(Stored data entries)
::::

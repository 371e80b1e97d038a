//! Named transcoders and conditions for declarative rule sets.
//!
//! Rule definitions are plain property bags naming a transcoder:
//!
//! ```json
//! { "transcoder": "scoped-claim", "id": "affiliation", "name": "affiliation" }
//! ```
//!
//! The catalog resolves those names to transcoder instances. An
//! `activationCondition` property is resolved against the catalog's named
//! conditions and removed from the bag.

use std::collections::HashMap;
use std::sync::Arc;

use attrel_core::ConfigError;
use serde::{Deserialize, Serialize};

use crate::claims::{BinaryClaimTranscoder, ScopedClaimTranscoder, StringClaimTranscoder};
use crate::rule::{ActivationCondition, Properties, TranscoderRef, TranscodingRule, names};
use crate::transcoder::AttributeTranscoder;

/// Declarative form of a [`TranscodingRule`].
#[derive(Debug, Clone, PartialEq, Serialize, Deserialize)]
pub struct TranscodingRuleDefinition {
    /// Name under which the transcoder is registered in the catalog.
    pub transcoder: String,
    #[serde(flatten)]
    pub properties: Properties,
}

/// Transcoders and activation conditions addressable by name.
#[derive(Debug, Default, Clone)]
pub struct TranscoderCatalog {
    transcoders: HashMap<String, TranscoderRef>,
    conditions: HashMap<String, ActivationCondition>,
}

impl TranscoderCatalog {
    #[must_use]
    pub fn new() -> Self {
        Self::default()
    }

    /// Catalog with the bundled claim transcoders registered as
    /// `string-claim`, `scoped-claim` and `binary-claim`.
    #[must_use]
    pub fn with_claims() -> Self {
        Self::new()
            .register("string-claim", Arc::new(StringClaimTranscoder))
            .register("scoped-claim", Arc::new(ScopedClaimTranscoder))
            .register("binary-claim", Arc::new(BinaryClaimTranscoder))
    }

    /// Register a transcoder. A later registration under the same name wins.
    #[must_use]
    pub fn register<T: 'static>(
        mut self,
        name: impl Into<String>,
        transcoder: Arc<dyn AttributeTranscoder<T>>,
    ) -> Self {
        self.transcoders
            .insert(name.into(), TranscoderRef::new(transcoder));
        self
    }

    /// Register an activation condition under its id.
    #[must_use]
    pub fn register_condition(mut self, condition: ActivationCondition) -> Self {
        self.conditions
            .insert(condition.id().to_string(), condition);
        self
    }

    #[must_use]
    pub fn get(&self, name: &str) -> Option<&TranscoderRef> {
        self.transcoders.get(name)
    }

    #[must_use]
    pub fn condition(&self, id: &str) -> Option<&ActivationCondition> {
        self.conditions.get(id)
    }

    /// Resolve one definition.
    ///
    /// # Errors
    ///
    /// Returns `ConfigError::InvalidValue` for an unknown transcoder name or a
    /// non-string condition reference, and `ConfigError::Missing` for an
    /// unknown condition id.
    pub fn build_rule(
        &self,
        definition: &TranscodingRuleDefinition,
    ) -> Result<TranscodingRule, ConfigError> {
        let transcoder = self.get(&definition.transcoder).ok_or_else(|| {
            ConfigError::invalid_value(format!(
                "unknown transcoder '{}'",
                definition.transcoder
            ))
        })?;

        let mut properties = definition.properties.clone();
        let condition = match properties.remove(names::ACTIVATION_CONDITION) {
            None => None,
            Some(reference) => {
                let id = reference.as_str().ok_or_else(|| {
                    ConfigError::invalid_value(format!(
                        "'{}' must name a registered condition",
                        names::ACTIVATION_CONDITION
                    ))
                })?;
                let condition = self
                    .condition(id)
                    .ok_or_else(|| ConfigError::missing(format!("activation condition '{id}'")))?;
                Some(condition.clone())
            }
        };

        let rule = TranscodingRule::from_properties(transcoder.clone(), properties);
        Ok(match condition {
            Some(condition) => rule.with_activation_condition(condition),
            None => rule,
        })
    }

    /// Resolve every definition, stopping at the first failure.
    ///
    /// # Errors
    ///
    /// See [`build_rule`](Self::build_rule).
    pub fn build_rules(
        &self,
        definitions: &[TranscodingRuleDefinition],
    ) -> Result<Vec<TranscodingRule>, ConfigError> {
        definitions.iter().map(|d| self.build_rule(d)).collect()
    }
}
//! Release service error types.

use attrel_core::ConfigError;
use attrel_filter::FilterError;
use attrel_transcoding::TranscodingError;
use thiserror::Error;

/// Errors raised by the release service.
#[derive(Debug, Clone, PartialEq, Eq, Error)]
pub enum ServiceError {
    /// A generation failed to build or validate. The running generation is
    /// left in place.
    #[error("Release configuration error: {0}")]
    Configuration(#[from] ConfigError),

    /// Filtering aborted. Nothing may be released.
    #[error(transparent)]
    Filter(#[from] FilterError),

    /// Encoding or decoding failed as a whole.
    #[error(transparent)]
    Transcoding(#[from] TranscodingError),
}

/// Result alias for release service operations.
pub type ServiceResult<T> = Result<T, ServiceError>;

::::

Your task: After reading through the records, retype all of them exactly.

Solution:
repository 371e80b1e97d038a
//! Named transcoders and conditions for declarative rule sets.
//!
//! Rule definitions are plain property bags naming a transcoder:
//!
//! ```json
//! { "transcoder": "scoped-claim", "id": "affiliation", "name": "affiliation" }
//! ```
//!
//! The catalog resolves those names to transcoder instances. An
//! `activationCondition` property is resolved against the catalog's named
//! conditions and removed from the bag.

use std::collections::HashMap;
use std::sync::Arc;

use attrel_core::ConfigError;
use serde::{Deserialize, Serialize};

use crate::claims::{BinaryClaimTranscoder, ScopedClaimTranscoder, StringClaimTranscoder};
use crate::rule::{ActivationCondition, Properties, TranscoderRef, TranscodingRule, names};
use crate::transcoder::AttributeTranscoder;

/// Declarative form of a [`TranscodingRule`].
#[derive(Debug, Clone, PartialEq, Serialize, Deserialize)]
pub struct TranscodingRuleDefinition {
    /// Name under which the transcoder is registered in the catalog.
    pub transcoder: String,
    #[serde(flatten)]
    pub properties: Properties,
}

/// Transcoders and activation conditions addressable by name.
#[derive(Debug, Default, Clone)]
pub struct TranscoderCatalog {
    transcoders: HashMap<String, TranscoderRef>,
    conditions: HashMap<String, ActivationCondition>,
}

impl TranscoderCatalog {
    #[must_use]
    pub fn new() -> Self {
        Self::default()
    }

    /// Catalog with the bundled claim transcoders registered as
    /// `string-claim`, `scoped-claim` and `binary-claim`.
    #[must_use]
    pub fn with_claims() -> Self {
        Self::new()
            .register("string-claim", Arc::new(StringClaimTranscoder))
            .register("scoped-claim", Arc::new(ScopedClaimTranscoder))
            .register("binary-claim", Arc::new(BinaryClaimTranscoder))
    }

    /// Register a transcoder. A later registration under the same name wins.
    #[must_use]
    pub fn register<T: 'static>(
        mut self,
        name: impl Into<String>,
        transcoder: Arc<dyn AttributeTranscoder<T>>,
    ) -> Self {
        self.transcoders
            .insert(name.into(), TranscoderRef::new(transcoder));
        self
    }

    /// Register an activation condition under its id.
    #[must_use]
    pub fn register_condition(mut self, condition: ActivationCondition) -> Self {
        self.conditions
            .insert(condition.id().to_string(), condition);
        self
    }

    #[must_use]
    pub fn get(&self, name: &str) -> Option<&TranscoderRef> {
        self.transcoders.get(name)
    }

    #[must_use]
    pub fn condition(&self, id: &str) -> Option<&ActivationCondition> {
        self.conditions.get(id)
    }

    /// Resolve one definition.
    ///
    /// # Errors
    ///
    /// Returns `ConfigError::InvalidValue` for an unknown transcoder name or a
    /// non-string condition reference, and `ConfigError::Missing` for an
    /// unknown condition id.
    pub fn build_rule(
        &self,
        definition: &TranscodingRuleDefinition,
    ) -> Result<TranscodingRule, ConfigError> {
        let transcoder = self.get(&definition.transcoder).ok_or_else(|| {
            ConfigError::invalid_value(format!(
                "unknown transcoder '{}'",
                definition.transcoder
            ))
        })?;

        let mut properties = definition.properties.clone();
        let condition = match properties.remove(names::ACTIVATION_CONDITION) {
            None => None,
            Some(reference) => {
                let id = reference.as_str().ok_or_else(|| {
                    ConfigError::invalid_value(format!(
                        "'{}' must name a registered condition",
                        names::ACTIVATION_CONDITION
                    ))
                })?;
                let condition = self
                    .condition(id)
                    .ok_or_else(|| ConfigError::missing(format!("activation condition '{id}'")))?;
                Some(condition.clone())
            }
        };

        let rule = TranscodingRule::from_properties(transcoder.clone(), properties);
        Ok(match condition {
            Some(condition) => rule.with_activation_condition(condition),
            None => rule,
        })
    }

    /// Resolve every definition, stopping at the first failure.
    ///
    /// # Errors
    ///
    /// See [`build_rule`](Self::build_rule).
    pub fn build_rules(
        &self,
        definitions: &[TranscodingRuleDefinition],
    ) -> Result<Vec<TranscodingRule>, ConfigError> {
        definitions.iter().map(|d| self.build_rule(d)).collect()
    }
}
//! Release service error types.

use attrel_core::ConfigError;
use attrel_filter::FilterError;
use attrel_transcoding::TranscodingError;
use thiserror::Error;

/// Errors raised by the release service.
#[derive(Debug, Clone, PartialEq, Eq, Error)]
pub enum ServiceError {
    /// A generation failed to build or validate. The running generation is
    /// left in place.
    #[error("Release configuration error: {0}")]
    Configuration(#[from] ConfigError),

    /// Filtering aborted. Nothing may be released.
    #[error(transparent)]
    Filter(#[from] FilterError),

    /// Encoding or decoding failed as a whole.
    #[error(transparent)]
    Transcoding(#[from] TranscodingError),
}

/// Result alias for release service operations.
pub type ServiceResult<T> = Result<T, ServiceError>;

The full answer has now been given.